### [Task]
Look for the word "cumsum". Copy every line of the listing where it occurs.

### [Supplied records]
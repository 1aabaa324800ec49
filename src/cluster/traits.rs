//! Clustering traits.

use crate::error::Result;

/// Trait for hard clustering algorithms over dense embeddings.
pub trait Clustering {
    /// Fit the model to data and return cluster assignments.
    ///
    /// Returns a vector of cluster labels in `0..n_clusters()`, one per
    /// input point.
    fn fit_predict(&self, data: &[Vec<f32>]) -> Result<Vec<usize>>;

    /// Get the number of clusters.
    fn n_clusters(&self) -> usize;
}
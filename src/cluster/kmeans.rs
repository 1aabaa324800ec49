//! K-means clustering.
//!
//! Partitions data into k clusters by minimizing **within-cluster sum of squares**
//! (WCSS):
//!
//! ```text
//! WCSS = Σₖ Σᵢ∈Cₖ ||xᵢ - μₖ||²
//! ```
//!
//! # Lloyd's Algorithm
//!
//! 1. Initialize k centroids via k-means++
//! 2. **Assign**: Each point → nearest centroid
//! 3. **Update**: Each centroid → mean of assigned points
//! 4. Repeat until convergence
//!
//! # Cosine Mode
//!
//! Sentence and word encoders produce vectors whose direction carries the
//! meaning. With [`Metric::Cosine`] every row is L2-normalised up front and
//! centroids are re-normalised after each update (spherical k-means), so the
//! squared Euclidean distance used internally is `2 - 2·cos(x, μ)`.

use super::traits::Clustering;
use crate::error::{Error, Result};
use ndarray::{Array2, ArrayView1};
use rand::prelude::*;

#[cfg(feature = "parallel")]
use rayon::prelude::*;

/// Distance used to compare points with centroids.
#[derive(Debug, Clone, Copy, PartialEq, Eq, Default)]
pub enum Metric {
    /// Squared Euclidean distance on raw vectors.
    Euclidean,
    /// Cosine distance (spherical k-means on normalised vectors).
    #[default]
    Cosine,
}

/// K-means clustering algorithm.
#[derive(Debug, Clone)]
pub struct Kmeans {
    /// Number of clusters.
    k: usize,
    /// Maximum iterations.
    max_iter: usize,
    /// Convergence tolerance.
    tol: f64,
    /// Random seed.
    seed: Option<u64>,
    /// Distance metric.
    metric: Metric,
}

impl Kmeans {
    /// Create a new K-means clusterer.
    pub fn new(k: usize) -> Self {
        Self {
            k,
            max_iter: 100,
            tol: 1e-4,
            seed: None,
            metric: Metric::Cosine,
        }
    }

    /// Set maximum iterations.
    pub fn with_max_iter(mut self, max_iter: usize) -> Self {
        self.max_iter = max_iter;
        self
    }

    /// Set convergence tolerance.
    pub fn with_tol(mut self, tol: f64) -> Self {
        self.tol = tol;
        self
    }

    /// Set random seed for reproducibility.
    pub fn with_seed(mut self, seed: u64) -> Self {
        self.seed = Some(seed);
        self
    }

    /// Set the distance metric.
    pub fn with_metric(mut self, metric: Metric) -> Self {
        self.metric = metric;
        self
    }
}

/// Validate shape and pack rows into a matrix, normalising for cosine.
pub(crate) fn prepare(data: &[Vec<f32>], k: usize, metric: Metric) -> Result<Array2<f32>> {
    if data.is_empty() {
        return Err(Error::EmptyInput);
    }

    let n = data.len();
    let d = data[0].len();

    if k == 0 || k > n {
        return Err(Error::InvalidClusterCount {
            requested: k,
            n_items: n,
        });
    }

    let mut flat: Vec<f32> = Vec::with_capacity(n * d);
    for point in data {
        if point.len() != d {
            return Err(Error::DimensionMismatch {
                expected: d,
                found: point.len(),
            });
        }
        flat.extend(point);
    }
    let mut arr = Array2::from_shape_vec((n, d), flat).map_err(|e| Error::Other(e.to_string()))?;

    if metric == Metric::Cosine {
        normalize_rows(&mut arr);
    }
    Ok(arr)
}

/// L2-normalise every row in place; zero rows are left untouched.
pub(crate) fn normalize_rows(arr: &mut Array2<f32>) {
    for mut row in arr.rows_mut() {
        let norm = row.iter().map(|x| x * x).sum::<f32>().sqrt();
        if norm > f32::EPSILON {
            row.mapv_inplace(|x| x / norm);
        }
    }
}

pub(crate) fn rng_for(seed: Option<u64>) -> Box<dyn RngCore> {
    match seed {
        Some(s) => Box::new(StdRng::seed_from_u64(s)),
        None => Box::new(rand::rng()),
    }
}

/// Compute squared Euclidean distance.
pub(crate) fn squared_distance(a: &ArrayView1<'_, f32>, b: &ArrayView1<'_, f32>) -> f32 {
    a.iter().zip(b.iter()).map(|(x, y)| (x - y).powi(2)).sum()
}

/// Initialize centroids using k-means++ over the given rows.
///
/// Keeps a running nearest-centroid distance per point so seeding costs
/// O(n·k·d) rather than O(n·k²·d).
pub(crate) fn init_centroids(
    data: &Array2<f32>,
    rows: &[usize],
    k: usize,
    rng: &mut dyn RngCore,
) -> Array2<f32> {
    let n = rows.len();
    let d = data.ncols();
    let mut centroids = Array2::zeros((k, d));

    // First centroid: random point
    let first = rows[rng.random_range(0..n)];
    centroids.row_mut(0).assign(&data.row(first));

    let mut distances: Vec<f32> = rows
        .iter()
        .map(|&r| squared_distance(&data.row(r), &centroids.row(0)))
        .collect();

    for i in 1..k {
        // Sample proportional to squared distance
        let total: f32 = distances.iter().sum();
        let selected = if total <= 0.0 {
            rng.random_range(0..n)
        } else {
            let threshold = rng.random::<f32>() * total;
            let mut cumsum = 0.0;
            let mut selected = n - 1;
            for (j, &dist) in distances.iter().enumerate() {
                cumsum += dist;
                if cumsum >= threshold {
                    selected = j;
                    break;
                }
            }
            selected
        };

        centroids.row_mut(i).assign(&data.row(rows[selected]));
        let centroid = centroids.row(i);
        for (dist, &r) in distances.iter_mut().zip(rows) {
            let candidate = squared_distance(&data.row(r), &centroid);
            if candidate < *dist {
                *dist = candidate;
            }
        }
    }

    centroids
}

fn nearest(point: &ArrayView1<'_, f32>, centroids: &Array2<f32>) -> usize {
    let mut best_cluster = 0;
    let mut best_dist = f32::MAX;
    for (k, centroid) in centroids.rows().into_iter().enumerate() {
        let dist = squared_distance(point, &centroid);
        if dist < best_dist {
            best_dist = dist;
            best_cluster = k;
        }
    }
    best_cluster
}

/// Assign every row of `data` to its nearest centroid.
pub(crate) fn assign(data: &Array2<f32>, centroids: &Array2<f32>, labels: &mut [usize]) {
    #[cfg(feature = "parallel")]
    {
        labels.par_iter_mut().enumerate().for_each(|(i, label)| {
            *label = nearest(&data.row(i), centroids);
        });
    }

    #[cfg(not(feature = "parallel"))]
    for (i, label) in labels.iter_mut().enumerate() {
        *label = nearest(&data.row(i), centroids);
    }
}

impl Clustering for Kmeans {
    fn fit_predict(&self, data: &[Vec<f32>]) -> Result<Vec<usize>> {
        let data_arr = prepare(data, self.k, self.metric)?;
        let n = data_arr.nrows();
        let d = data_arr.ncols();

        let mut rng = rng_for(self.seed);
        let all_rows: Vec<usize> = (0..n).collect();
        let mut centroids = init_centroids(&data_arr, &all_rows, self.k, rng.as_mut());
        let mut labels = vec![0usize; n];

        for _iter in 0..self.max_iter {
            assign(&data_arr, &centroids, &mut labels);

            // Update step
            let mut new_centroids = Array2::zeros((self.k, d));
            let mut counts = vec![0usize; self.k];

            for (i, &k) in labels.iter().enumerate() {
                for j in 0..d {
                    new_centroids[[k, j]] += data_arr[[i, j]];
                }
                counts[k] += 1;
            }

            for (k, &count) in counts.iter().enumerate() {
                if count > 0 {
                    for j in 0..d {
                        new_centroids[[k, j]] /= count as f32;
                    }
                } else {
                    // Empty cluster: reinitialize randomly
                    let idx = rng.random_range(0..n);
                    new_centroids.row_mut(k).assign(&data_arr.row(idx));
                }
            }
            if self.metric == Metric::Cosine {
                normalize_rows(&mut new_centroids);
            }

            // Check convergence
            let shift: f32 = centroids
                .iter()
                .zip(new_centroids.iter())
                .map(|(a, b)| (a - b).powi(2))
                .sum();

            centroids = new_centroids;

            if shift < self.tol as f32 {
                break;
            }
        }

        assign(&data_arr, &centroids, &mut labels);
        Ok(labels)
    }

    fn n_clusters(&self) -> usize {
        self.k
    }
}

### [Solved problem]
            let mut cumsum = 0.0;
                cumsum += dist;
                if cumsum >= threshold {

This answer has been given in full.